Problem description.
In the material below, the lines containing the word "targeted" are required; copy each of them.
:::
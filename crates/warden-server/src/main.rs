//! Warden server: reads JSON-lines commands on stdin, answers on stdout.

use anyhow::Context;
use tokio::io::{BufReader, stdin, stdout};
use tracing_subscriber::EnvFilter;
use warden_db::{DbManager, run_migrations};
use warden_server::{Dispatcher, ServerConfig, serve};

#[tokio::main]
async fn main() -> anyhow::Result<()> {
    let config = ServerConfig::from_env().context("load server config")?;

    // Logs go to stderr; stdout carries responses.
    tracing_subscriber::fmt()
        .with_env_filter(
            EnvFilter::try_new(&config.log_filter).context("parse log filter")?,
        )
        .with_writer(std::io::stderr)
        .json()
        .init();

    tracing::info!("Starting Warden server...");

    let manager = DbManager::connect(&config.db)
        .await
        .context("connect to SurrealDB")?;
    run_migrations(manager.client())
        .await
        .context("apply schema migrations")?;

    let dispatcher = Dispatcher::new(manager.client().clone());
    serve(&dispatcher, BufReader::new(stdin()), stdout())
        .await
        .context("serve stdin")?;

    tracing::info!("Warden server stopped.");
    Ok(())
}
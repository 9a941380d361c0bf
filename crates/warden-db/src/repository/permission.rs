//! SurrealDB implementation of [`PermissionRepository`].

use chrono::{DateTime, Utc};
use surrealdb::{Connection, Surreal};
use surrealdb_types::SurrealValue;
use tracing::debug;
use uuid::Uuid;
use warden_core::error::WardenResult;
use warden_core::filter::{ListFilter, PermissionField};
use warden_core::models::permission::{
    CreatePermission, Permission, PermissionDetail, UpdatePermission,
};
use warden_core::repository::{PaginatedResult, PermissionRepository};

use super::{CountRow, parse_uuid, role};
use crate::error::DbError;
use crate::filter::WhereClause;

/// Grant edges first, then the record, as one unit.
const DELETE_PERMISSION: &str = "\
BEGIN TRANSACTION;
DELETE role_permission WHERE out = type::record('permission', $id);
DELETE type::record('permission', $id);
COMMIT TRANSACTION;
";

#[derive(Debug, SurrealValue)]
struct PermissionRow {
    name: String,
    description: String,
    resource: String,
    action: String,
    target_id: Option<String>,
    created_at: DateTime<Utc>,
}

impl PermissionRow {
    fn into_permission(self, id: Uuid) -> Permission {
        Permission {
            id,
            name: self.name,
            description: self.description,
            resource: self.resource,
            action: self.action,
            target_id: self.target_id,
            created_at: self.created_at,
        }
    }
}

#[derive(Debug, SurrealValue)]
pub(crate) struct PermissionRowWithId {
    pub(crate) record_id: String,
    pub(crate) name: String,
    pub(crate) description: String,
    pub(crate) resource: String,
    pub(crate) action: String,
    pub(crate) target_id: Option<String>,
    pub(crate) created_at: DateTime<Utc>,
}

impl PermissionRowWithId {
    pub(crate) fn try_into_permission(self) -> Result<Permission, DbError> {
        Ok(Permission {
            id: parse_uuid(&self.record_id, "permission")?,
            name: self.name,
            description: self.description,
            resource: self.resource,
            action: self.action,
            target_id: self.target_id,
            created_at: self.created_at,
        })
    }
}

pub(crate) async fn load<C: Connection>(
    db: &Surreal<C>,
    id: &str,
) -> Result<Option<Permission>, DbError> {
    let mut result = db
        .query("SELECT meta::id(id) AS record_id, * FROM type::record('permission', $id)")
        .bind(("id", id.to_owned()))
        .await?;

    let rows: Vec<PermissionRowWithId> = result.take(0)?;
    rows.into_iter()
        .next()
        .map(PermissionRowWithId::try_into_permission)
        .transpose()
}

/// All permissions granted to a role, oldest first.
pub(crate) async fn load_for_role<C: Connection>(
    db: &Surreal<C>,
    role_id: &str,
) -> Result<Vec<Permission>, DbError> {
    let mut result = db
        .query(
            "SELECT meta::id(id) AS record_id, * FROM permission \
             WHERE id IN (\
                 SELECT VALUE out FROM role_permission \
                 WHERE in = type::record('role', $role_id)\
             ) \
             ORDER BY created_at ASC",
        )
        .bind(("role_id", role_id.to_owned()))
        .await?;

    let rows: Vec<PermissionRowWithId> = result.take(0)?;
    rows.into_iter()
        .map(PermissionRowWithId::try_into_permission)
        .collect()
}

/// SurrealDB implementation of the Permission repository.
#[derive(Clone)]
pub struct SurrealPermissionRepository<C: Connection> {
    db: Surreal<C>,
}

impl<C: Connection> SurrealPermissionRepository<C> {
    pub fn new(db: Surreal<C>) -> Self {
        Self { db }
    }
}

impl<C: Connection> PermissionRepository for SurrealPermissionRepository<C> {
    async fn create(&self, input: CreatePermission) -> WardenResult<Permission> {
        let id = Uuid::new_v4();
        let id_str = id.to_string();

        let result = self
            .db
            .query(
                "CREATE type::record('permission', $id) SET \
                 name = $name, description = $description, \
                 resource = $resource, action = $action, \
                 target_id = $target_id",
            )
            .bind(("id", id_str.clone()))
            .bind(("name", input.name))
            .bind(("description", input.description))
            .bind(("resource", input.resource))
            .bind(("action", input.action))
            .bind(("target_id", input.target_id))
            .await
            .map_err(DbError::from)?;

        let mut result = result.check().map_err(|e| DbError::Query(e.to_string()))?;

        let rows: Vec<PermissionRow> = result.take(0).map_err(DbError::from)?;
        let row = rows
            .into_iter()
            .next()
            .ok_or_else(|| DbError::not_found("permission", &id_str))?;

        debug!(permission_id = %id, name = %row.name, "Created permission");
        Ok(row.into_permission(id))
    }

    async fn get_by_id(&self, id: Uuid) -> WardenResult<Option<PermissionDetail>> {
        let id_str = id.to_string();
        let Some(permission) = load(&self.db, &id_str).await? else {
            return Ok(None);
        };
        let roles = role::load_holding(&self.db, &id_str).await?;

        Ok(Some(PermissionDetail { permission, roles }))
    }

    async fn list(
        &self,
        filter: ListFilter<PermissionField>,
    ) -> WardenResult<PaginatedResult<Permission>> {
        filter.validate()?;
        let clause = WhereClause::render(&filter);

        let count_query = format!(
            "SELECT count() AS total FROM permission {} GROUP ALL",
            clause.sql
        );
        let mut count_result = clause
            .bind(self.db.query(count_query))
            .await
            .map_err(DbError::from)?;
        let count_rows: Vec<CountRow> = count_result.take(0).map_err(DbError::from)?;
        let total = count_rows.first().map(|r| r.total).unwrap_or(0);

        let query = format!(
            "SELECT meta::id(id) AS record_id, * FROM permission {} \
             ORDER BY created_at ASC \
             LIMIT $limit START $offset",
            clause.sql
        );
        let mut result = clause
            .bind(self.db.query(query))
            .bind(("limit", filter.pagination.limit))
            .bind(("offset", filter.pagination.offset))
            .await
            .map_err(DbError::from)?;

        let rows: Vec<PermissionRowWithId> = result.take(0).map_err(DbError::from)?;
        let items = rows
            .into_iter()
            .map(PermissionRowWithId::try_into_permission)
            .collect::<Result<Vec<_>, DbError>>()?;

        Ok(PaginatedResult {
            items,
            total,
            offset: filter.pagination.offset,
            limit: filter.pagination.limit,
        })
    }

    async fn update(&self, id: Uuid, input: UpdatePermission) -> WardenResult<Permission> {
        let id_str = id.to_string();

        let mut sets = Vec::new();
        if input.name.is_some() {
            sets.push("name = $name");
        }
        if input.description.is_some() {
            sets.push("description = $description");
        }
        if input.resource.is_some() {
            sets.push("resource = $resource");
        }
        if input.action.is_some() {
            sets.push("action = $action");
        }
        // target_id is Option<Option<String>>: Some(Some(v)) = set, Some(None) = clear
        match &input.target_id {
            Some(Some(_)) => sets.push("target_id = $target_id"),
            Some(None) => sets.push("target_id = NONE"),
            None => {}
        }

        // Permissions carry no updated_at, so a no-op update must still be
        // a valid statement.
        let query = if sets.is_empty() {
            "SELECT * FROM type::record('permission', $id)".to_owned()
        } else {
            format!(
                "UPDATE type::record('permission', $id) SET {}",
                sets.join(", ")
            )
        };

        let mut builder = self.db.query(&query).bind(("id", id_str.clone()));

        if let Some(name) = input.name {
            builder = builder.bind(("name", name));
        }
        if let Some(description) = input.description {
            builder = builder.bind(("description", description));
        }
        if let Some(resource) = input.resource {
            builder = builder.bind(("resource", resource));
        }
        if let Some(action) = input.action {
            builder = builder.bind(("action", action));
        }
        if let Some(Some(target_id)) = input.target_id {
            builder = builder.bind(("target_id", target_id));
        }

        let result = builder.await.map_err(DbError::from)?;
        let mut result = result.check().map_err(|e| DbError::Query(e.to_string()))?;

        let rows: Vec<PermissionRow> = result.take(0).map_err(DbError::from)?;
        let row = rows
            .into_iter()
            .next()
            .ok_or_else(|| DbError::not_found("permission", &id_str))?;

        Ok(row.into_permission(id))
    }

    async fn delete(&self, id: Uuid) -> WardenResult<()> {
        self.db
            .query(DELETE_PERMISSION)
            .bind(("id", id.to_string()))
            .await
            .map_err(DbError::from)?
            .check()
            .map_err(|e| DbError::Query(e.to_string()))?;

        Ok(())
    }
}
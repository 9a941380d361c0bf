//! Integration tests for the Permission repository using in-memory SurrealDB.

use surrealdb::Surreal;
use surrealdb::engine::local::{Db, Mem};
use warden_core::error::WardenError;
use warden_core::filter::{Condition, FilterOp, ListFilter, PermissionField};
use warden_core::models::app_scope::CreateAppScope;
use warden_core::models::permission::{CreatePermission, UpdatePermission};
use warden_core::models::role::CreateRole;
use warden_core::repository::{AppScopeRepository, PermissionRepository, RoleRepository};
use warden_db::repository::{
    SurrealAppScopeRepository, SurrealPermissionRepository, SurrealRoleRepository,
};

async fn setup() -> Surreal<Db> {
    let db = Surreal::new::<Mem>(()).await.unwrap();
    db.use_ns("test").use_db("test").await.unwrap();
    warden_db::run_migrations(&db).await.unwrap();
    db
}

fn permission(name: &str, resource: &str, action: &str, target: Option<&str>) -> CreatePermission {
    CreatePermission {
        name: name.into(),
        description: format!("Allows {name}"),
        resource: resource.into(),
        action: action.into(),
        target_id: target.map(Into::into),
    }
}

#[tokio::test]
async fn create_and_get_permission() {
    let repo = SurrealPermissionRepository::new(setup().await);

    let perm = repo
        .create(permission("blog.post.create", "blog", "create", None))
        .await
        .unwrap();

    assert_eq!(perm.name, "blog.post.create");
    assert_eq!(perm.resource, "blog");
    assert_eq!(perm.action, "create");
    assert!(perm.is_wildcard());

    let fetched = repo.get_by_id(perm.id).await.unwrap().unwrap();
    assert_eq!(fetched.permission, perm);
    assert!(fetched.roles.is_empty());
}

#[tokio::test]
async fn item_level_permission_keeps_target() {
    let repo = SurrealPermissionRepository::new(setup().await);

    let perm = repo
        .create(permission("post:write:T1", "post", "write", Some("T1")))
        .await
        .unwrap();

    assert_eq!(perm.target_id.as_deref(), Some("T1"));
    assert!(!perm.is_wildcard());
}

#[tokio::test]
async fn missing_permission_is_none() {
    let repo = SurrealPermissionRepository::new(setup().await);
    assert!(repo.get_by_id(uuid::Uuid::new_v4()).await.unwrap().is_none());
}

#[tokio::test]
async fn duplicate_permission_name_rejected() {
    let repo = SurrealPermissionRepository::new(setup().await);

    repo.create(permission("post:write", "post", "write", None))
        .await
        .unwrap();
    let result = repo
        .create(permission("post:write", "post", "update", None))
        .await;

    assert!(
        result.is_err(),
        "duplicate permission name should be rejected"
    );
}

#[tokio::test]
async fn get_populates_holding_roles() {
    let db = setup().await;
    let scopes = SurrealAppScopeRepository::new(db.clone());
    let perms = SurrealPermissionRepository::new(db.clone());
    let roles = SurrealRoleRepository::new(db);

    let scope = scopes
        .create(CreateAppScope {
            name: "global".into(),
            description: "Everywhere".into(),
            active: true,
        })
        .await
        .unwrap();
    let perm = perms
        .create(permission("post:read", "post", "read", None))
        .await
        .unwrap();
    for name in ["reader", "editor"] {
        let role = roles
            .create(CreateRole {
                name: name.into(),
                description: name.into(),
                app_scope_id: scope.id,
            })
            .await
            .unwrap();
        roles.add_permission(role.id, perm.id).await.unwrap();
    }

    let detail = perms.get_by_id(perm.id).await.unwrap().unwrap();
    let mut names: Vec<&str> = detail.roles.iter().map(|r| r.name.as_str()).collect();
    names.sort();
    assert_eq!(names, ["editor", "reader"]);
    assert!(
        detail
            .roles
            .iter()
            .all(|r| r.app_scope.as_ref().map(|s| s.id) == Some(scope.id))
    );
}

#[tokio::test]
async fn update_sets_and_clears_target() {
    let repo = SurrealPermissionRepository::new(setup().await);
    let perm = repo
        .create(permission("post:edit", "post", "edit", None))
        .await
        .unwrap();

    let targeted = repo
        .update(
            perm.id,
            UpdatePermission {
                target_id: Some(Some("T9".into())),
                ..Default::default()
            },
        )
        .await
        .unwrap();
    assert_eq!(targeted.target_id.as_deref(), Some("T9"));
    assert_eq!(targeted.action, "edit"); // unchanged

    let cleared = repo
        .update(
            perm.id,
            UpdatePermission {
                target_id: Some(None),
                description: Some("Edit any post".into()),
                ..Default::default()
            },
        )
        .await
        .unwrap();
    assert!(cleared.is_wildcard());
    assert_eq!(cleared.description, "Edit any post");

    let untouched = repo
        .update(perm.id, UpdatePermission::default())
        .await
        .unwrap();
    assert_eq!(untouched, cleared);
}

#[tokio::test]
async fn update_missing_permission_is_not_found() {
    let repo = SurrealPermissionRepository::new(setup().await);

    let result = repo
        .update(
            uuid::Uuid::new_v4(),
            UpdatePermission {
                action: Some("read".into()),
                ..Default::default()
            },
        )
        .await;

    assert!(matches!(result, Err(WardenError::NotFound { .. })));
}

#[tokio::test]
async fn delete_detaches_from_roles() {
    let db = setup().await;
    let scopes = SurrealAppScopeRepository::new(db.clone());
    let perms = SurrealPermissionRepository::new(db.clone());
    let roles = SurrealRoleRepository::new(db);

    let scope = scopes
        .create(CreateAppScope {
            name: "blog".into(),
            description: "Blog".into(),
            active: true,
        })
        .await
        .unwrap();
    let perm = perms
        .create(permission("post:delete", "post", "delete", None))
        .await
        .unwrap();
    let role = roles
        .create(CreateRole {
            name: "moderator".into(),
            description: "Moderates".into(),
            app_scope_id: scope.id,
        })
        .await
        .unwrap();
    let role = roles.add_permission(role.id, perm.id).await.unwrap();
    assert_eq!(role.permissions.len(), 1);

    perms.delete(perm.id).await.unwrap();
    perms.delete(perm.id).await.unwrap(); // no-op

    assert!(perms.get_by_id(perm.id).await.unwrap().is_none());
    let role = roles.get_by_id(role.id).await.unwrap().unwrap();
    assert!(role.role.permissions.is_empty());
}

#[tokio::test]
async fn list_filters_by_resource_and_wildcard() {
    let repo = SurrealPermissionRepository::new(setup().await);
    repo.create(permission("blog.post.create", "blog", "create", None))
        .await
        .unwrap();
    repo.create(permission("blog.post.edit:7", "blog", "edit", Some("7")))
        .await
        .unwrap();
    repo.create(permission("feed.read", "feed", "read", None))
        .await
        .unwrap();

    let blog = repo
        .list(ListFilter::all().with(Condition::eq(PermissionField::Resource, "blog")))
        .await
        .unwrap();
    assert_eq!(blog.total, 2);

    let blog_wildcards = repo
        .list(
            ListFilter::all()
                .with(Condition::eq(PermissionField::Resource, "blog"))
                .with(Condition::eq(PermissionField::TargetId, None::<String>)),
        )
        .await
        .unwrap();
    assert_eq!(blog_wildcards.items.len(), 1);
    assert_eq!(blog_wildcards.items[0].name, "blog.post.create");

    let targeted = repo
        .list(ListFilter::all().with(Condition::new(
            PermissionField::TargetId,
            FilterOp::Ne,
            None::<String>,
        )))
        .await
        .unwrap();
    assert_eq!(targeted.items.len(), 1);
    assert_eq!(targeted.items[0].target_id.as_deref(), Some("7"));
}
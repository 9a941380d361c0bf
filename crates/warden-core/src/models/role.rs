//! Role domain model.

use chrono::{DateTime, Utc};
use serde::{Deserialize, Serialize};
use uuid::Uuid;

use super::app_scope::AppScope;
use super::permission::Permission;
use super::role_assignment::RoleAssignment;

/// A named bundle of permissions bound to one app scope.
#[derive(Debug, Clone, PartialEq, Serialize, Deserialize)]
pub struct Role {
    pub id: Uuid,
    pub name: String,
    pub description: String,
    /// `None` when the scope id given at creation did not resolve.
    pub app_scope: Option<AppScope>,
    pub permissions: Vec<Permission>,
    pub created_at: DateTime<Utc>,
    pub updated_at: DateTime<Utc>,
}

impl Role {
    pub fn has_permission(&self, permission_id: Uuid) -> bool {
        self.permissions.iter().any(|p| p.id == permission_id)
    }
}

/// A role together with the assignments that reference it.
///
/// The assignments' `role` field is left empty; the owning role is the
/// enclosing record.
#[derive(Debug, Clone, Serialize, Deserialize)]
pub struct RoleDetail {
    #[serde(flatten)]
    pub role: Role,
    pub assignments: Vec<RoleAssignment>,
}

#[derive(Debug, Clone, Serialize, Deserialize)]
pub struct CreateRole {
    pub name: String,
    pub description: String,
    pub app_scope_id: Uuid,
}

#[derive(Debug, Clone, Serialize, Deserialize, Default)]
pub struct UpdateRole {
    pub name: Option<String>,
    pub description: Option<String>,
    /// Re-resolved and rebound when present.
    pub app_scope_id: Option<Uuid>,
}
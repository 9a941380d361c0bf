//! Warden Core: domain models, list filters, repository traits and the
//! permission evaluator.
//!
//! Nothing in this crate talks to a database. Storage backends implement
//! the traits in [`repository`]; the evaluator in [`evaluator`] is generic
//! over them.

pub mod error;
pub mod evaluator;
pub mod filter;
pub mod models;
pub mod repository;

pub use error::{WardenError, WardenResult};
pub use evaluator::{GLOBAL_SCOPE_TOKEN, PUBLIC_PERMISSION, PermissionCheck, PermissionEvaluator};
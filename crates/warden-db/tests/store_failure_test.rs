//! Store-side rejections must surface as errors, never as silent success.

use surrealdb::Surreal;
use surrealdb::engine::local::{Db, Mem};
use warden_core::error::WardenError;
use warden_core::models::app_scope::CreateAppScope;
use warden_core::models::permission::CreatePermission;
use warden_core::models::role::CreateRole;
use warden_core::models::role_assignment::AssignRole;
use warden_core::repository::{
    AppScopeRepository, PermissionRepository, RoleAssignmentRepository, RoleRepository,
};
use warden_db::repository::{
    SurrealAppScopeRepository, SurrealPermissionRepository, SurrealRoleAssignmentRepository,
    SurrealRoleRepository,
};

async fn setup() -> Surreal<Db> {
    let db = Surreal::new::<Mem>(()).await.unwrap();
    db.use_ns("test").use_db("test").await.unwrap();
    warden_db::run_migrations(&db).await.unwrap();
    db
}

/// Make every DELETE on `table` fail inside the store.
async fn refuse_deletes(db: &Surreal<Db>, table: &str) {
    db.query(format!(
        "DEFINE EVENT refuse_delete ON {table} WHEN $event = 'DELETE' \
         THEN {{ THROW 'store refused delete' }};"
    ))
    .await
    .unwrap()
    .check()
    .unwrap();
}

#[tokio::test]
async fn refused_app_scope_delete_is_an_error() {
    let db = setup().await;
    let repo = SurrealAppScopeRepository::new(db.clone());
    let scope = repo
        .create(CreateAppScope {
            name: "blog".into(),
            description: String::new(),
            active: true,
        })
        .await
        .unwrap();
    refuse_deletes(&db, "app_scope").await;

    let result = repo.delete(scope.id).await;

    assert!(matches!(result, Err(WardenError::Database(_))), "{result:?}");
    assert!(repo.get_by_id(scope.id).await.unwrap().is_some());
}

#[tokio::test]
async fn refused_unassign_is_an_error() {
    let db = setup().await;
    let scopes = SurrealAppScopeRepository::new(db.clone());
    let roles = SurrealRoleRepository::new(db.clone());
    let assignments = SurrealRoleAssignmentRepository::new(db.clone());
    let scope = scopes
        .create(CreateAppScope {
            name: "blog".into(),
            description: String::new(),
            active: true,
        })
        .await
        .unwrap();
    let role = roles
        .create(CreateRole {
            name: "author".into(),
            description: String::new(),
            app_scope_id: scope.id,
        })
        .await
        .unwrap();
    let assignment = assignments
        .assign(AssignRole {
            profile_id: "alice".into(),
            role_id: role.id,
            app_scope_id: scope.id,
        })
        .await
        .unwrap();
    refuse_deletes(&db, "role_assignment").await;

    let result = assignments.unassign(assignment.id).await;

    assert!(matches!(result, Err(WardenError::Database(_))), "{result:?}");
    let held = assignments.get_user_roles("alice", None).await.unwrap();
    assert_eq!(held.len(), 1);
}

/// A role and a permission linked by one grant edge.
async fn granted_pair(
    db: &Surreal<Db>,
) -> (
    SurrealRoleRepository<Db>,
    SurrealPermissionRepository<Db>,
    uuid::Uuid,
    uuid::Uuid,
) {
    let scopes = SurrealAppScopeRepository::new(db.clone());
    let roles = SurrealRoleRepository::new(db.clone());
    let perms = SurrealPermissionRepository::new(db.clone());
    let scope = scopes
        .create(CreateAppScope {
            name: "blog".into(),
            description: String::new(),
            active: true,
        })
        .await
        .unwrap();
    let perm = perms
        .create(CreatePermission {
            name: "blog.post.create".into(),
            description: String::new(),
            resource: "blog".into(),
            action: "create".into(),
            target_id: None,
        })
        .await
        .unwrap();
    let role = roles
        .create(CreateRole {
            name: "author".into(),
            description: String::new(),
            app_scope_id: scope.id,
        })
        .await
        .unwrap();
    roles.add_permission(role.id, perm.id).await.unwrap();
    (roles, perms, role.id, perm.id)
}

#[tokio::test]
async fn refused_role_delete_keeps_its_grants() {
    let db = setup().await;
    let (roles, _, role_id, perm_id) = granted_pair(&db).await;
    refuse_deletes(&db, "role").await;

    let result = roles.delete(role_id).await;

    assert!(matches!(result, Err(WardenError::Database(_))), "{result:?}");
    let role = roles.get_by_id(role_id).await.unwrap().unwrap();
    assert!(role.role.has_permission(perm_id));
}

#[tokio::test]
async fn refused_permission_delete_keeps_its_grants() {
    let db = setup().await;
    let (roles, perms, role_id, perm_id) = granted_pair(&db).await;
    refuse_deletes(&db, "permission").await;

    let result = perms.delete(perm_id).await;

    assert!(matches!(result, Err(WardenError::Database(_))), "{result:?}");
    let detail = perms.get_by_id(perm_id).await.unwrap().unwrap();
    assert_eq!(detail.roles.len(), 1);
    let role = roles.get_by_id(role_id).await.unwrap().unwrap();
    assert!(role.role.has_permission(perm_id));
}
:::
Solution.
    let targeted = repo
    assert_eq!(targeted.target_id.as_deref(), Some("T9"));
    assert_eq!(targeted.action, "edit"); // unchanged
    let targeted = repo
    assert_eq!(targeted.items.len(), 1);
    assert_eq!(targeted.items[0].target_id.as_deref(), Some("7"));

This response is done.